To characterize the amino acid transport system in basolateral membranes and to test for possible intracellular loci of amino acid transport activity, we surveyed the distribution of L-alanine transport activity in rabbit proximal tubular cells and LLC-PK1/Cl4 cells. A three-dimensional separation procedure based on differential sedimentation, density gradient centrifugation, and counter-current distribution resolved 21 physically and biochemically distinct membrane populations from rabbit cortex. Inhibition of L-alanine transport by phenylalanine and N-(methylamino)isobutyric acid was used to delineate parallel amino acid transport pathways.
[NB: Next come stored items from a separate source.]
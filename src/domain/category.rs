//! Category Entity
//!
//! A named taxonomy node, optionally nested under a parent and associated with stores.

use std::collections::BTreeSet;
use std::fmt;
use std::str::FromStr;

use chrono::{DateTime, Utc};
use serde::{Deserialize, Deserializer, Serialize, Serializer};
use uuid::Uuid;

use super::entity::{DomainError, Entity};

/// Opaque category identifier
#[derive(Debug, Clone, Copy, PartialEq, Eq, Hash, PartialOrd, Ord, Serialize, Deserialize)]
#[serde(transparent)]
pub struct CategoryId(Uuid);

impl CategoryId {
    pub fn new() -> Self {
        Self(Uuid::new_v4())
    }
}

impl Default for CategoryId {
    fn default() -> Self {
        Self::new()
    }
}

impl fmt::Display for CategoryId {
    fn fmt(&self, f: &mut fmt::Formatter<'_>) -> fmt::Result {
        self.0.fmt(f)
    }
}

impl FromStr for CategoryId {
    type Err = uuid::Error;

    fn from_str(s: &str) -> Result<Self, Self::Err> {
        Uuid::parse_str(s).map(Self)
    }
}

/// Store identifier, owned by the external store directory
#[derive(Debug, Clone, PartialEq, Eq, Hash, PartialOrd, Ord, Serialize, Deserialize)]
#[serde(transparent)]
pub struct StoreId(String);

impl StoreId {
    pub fn new(id: impl Into<String>) -> Self {
        Self(id.into())
    }

    pub fn as_str(&self) -> &str {
        &self.0
    }
}

impl fmt::Display for StoreId {
    fn fmt(&self, f: &mut fmt::Formatter<'_>) -> fmt::Result {
        f.write_str(&self.0)
    }
}

impl From<&str> for StoreId {
    fn from(s: &str) -> Self {
        Self::new(s)
    }
}

/// Fixed color palette
#[derive(Debug, Clone, Copy, PartialEq, Eq, Hash, Default, Serialize, Deserialize)]
#[serde(rename_all = "snake_case")]
pub enum CategoryColor {
    Blue,
    Green,
    Red,
    Orange,
    Purple,
    Pink,
    Teal,
    Yellow,
    #[default]
    Gray,
    Indigo,
}

impl CategoryColor {
    pub const ALL: [CategoryColor; 10] = [
        CategoryColor::Blue,
        CategoryColor::Green,
        CategoryColor::Red,
        CategoryColor::Orange,
        CategoryColor::Purple,
        CategoryColor::Pink,
        CategoryColor::Teal,
        CategoryColor::Yellow,
        CategoryColor::Gray,
        CategoryColor::Indigo,
    ];

    pub fn as_str(&self) -> &'static str {
        match self {
            CategoryColor::Blue => "blue",
            CategoryColor::Green => "green",
            CategoryColor::Red => "red",
            CategoryColor::Orange => "orange",
            CategoryColor::Purple => "purple",
            CategoryColor::Pink => "pink",
            CategoryColor::Teal => "teal",
            CategoryColor::Yellow => "yellow",
            CategoryColor::Gray => "gray",
            CategoryColor::Indigo => "indigo",
        }
    }
}

impl FromStr for CategoryColor {
    type Err = DomainError;

    fn from_str(s: &str) -> Result<Self, Self::Err> {
        let wanted = s.trim().to_ascii_lowercase();
        CategoryColor::ALL
            .into_iter()
            .find(|c| c.as_str() == wanted)
            .ok_or_else(|| DomainError::validation("color", format!("'{}' is not in the palette", s)))
    }
}

/// Fixed icon set. Unknown names fall back to [`CategoryIcon::Other`].
#[derive(Debug, Clone, Copy, PartialEq, Eq, Hash, Default)]
pub enum CategoryIcon {
    ShoppingBag,
    Shirt,
    Laptop,
    Food,
    Drink,
    Home,
    Book,
    Sports,
    Toy,
    Beauty,
    Health,
    Tools,
    Garden,
    Car,
    Pet,
    #[default]
    Other,
}

impl CategoryIcon {
    pub const ALL: [CategoryIcon; 16] = [
        CategoryIcon::ShoppingBag,
        CategoryIcon::Shirt,
        CategoryIcon::Laptop,
        CategoryIcon::Food,
        CategoryIcon::Drink,
        CategoryIcon::Home,
        CategoryIcon::Book,
        CategoryIcon::Sports,
        CategoryIcon::Toy,
        CategoryIcon::Beauty,
        CategoryIcon::Health,
        CategoryIcon::Tools,
        CategoryIcon::Garden,
        CategoryIcon::Car,
        CategoryIcon::Pet,
        CategoryIcon::Other,
    ];

    pub fn as_str(&self) -> &'static str {
        match self {
            CategoryIcon::ShoppingBag => "shopping_bag",
            CategoryIcon::Shirt => "shirt",
            CategoryIcon::Laptop => "laptop",
            CategoryIcon::Food => "food",
            CategoryIcon::Drink => "drink",
            CategoryIcon::Home => "home",
            CategoryIcon::Book => "book",
            CategoryIcon::Sports => "sports",
            CategoryIcon::Toy => "toy",
            CategoryIcon::Beauty => "beauty",
            CategoryIcon::Health => "health",
            CategoryIcon::Tools => "tools",
            CategoryIcon::Garden => "garden",
            CategoryIcon::Car => "car",
            CategoryIcon::Pet => "pet",
            CategoryIcon::Other => "other",
        }
    }

    /// Parse from string, unrecognized names map to `Other`
    pub fn from_name(s: &str) -> Self {
        let wanted = s.trim().to_ascii_lowercase();
        CategoryIcon::ALL
            .into_iter()
            .find(|i| i.as_str() == wanted)
            .unwrap_or(CategoryIcon::Other)
    }
}

impl Serialize for CategoryIcon {
    fn serialize<S: Serializer>(&self, serializer: S) -> Result<S::Ok, S::Error> {
        serializer.serialize_str(self.as_str())
    }
}

impl<'de> Deserialize<'de> for CategoryIcon {
    fn deserialize<D: Deserializer<'de>>(deserializer: D) -> Result<Self, D::Error> {
        let name = String::deserialize(deserializer)?;
        Ok(CategoryIcon::from_name(&name))
    }
}

/// What happened to a category, as recorded in its audit log
#[derive(Debug, Clone, PartialEq, Eq, Serialize, Deserialize)]
#[serde(tag = "kind", content = "stores", rename_all = "snake_case")]
pub enum AuditAction {
    Created,
    Updated,
    Activated,
    Deactivated,
    StoresAdded(Vec<StoreId>),
    StoresRemoved(Vec<StoreId>),
}

impl fmt::Display for AuditAction {
    fn fmt(&self, f: &mut fmt::Formatter<'_>) -> fmt::Result {
        match self {
            AuditAction::Created => f.write_str("created"),
            AuditAction::Updated => f.write_str("updated"),
            AuditAction::Activated => f.write_str("activated"),
            AuditAction::Deactivated => f.write_str("deactivated"),
            AuditAction::StoresAdded(ids) => write!(f, "stores added ({})", ids.len()),
            AuditAction::StoresRemoved(ids) => write!(f, "stores removed ({})", ids.len()),
        }
    }
}

#[derive(Debug, Clone, PartialEq, Eq, Serialize, Deserialize)]
pub struct AuditEntry {
    pub actor: String,
    pub timestamp: DateTime<Utc>,
    pub action: AuditAction,
}

/// Creation metadata, optimistic-concurrency version and append-only history
#[derive(Debug, Clone, PartialEq, Eq, Serialize, Deserialize)]
pub struct Audit {
    pub created_by: String,
    pub created_at: DateTime<Utc>,
    pub updated_at: DateTime<Utc>,
    /// Bumped by the repository on every successful write
    pub version: u64,
    #[serde(default)]
    pub log: Vec<AuditEntry>,
}

impl Audit {
    pub fn new(created_by: impl Into<String>, at: DateTime<Utc>) -> Self {
        Self {
            created_by: created_by.into(),
            created_at: at,
            updated_at: at,
            version: 1,
            log: Vec::new(),
        }
    }
}

/// A category in the flat collection
#[derive(Debug, Clone, PartialEq, Eq, Serialize, Deserialize)]
pub struct CategoryRecord {
    pub id: CategoryId,
    pub name: String,
    /// Weak reference resolved by lookup in the same collection
    pub parent_id: Option<CategoryId>,
    pub color: CategoryColor,
    pub icon: CategoryIcon,
    #[serde(default)]
    pub stores: BTreeSet<StoreId>,
    pub is_active: bool,
    pub audit: Audit,
}

impl CategoryRecord {
    pub fn new(id: CategoryId, name: impl Into<String>, created_by: impl Into<String>) -> Self {
        Self {
            id,
            name: name.into(),
            parent_id: None,
            color: CategoryColor::default(),
            icon: CategoryIcon::default(),
            stores: BTreeSet::new(),
            is_active: true,
            audit: Audit::new(created_by, Utc::now()),
        }
    }

    pub fn with_parent(mut self, parent_id: CategoryId) -> Self {
        self.parent_id = Some(parent_id);
        self
    }

    pub fn is_root(&self) -> bool {
        self.parent_id.is_none()
    }

    pub fn version(&self) -> u64 {
        self.audit.version
    }

    /// Append to the audit log and touch `updated_at`
    pub fn record_action(
        &mut self,
        actor: &str,
        action: AuditAction,
        at: DateTime<Utc>,
    ) -> AuditEntry {
        let entry = AuditEntry {
            actor: actor.to_string(),
            timestamp: at,
            action,
        };
        self.audit.updated_at = at;
        self.audit.log.push(entry.clone());
        entry
    }
}

impl Entity for CategoryRecord {
    type Id = CategoryId;

    fn id(&self) -> Self::Id {
        self.id
    }
}

/// Input for creating a category
#[derive(Debug, Clone, PartialEq, Serialize, Deserialize)]
pub struct NewCategory {
    pub name: String,
    #[serde(default)]
    pub parent_id: Option<CategoryId>,
    #[serde(default)]
    pub color: CategoryColor,
    #[serde(default)]
    pub icon: CategoryIcon,
    #[serde(default)]
    pub stores: Vec<StoreId>,
    pub created_by: String,
}

impl NewCategory {
    pub fn new(name: impl Into<String>, created_by: impl Into<String>) -> Self {
        Self {
            name: name.into(),
            parent_id: None,
            color: CategoryColor::default(),
            icon: CategoryIcon::default(),
            stores: Vec::new(),
            created_by: created_by.into(),
        }
    }

    pub fn under(mut self, parent_id: CategoryId) -> Self {
        self.parent_id = Some(parent_id);
        self
    }
}

/// Partial update; `None` leaves a field untouched
#[derive(Debug, Clone, Default, PartialEq, Serialize, Deserialize)]
pub struct CategoryPatch {
    pub name: Option<String>,
    /// `Some(None)` moves the category to the root level
    pub parent_id: Option<Option<CategoryId>>,
    pub color: Option<CategoryColor>,
    pub icon: Option<CategoryIcon>,
    /// When set, the update fails unless the stored version still matches
    pub expected_version: Option<u64>,
}

impl CategoryPatch {
    pub fn is_empty(&self) -> bool {
        self.name.is_none() && self.parent_id.is_none() && self.color.is_none() && self.icon.is_none()
    }
}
Population n was identified as brush border membranes by virtue of its 16-fold maltase enrichment; 94% of its Na(+)-dependent alanine transport activity was mediated by systems previously shown to be characteristic of brush border membranes. Two populations, c' and c", which accounted for 25% of the total Na,K-ATPase activity, were identified as basalateral membranes on the basis of Na,K-ATPase cumulative enrichment factors of 15 and 21; 82% of the total alanine transport in these populations was mediated by a Na(+)-independent system similar to the classical system L. Na,K-ATPase, Na(+)-independent and Na(+)-dependent alanine transport activities were associated with intracellular membrane populations as well as with the plasma membranes. The major intracellular locus of Na,K-ATPase activity, population i accounted for roughly 31% of the Na,K-ATPase, maximally enriched ninefold; it contained 29% of the total system L transport activity. Population l, which was identified as endoplasmic reticulum because it was the major locus of membrane-bound NADPH cytochrome c reductase activity, contained 44% of the total system A transport. Three distinct Golgi-derived populations, m', m", and o, accounted for 39% of the total system A transport. A survey of the amino acid transport systems in LLC-PK1/Cl4 cells showed that the majority of system A-mediated amino acid transport was present in membranes of intracellular and possibly apical origin. The presence of large intracellular pools of amino acid transport activities might reflect newly synthesized transport proteins, ongoing membrane recycling or, perhaps, intracellular reserves available for rapid recruitment to the plasma membrane.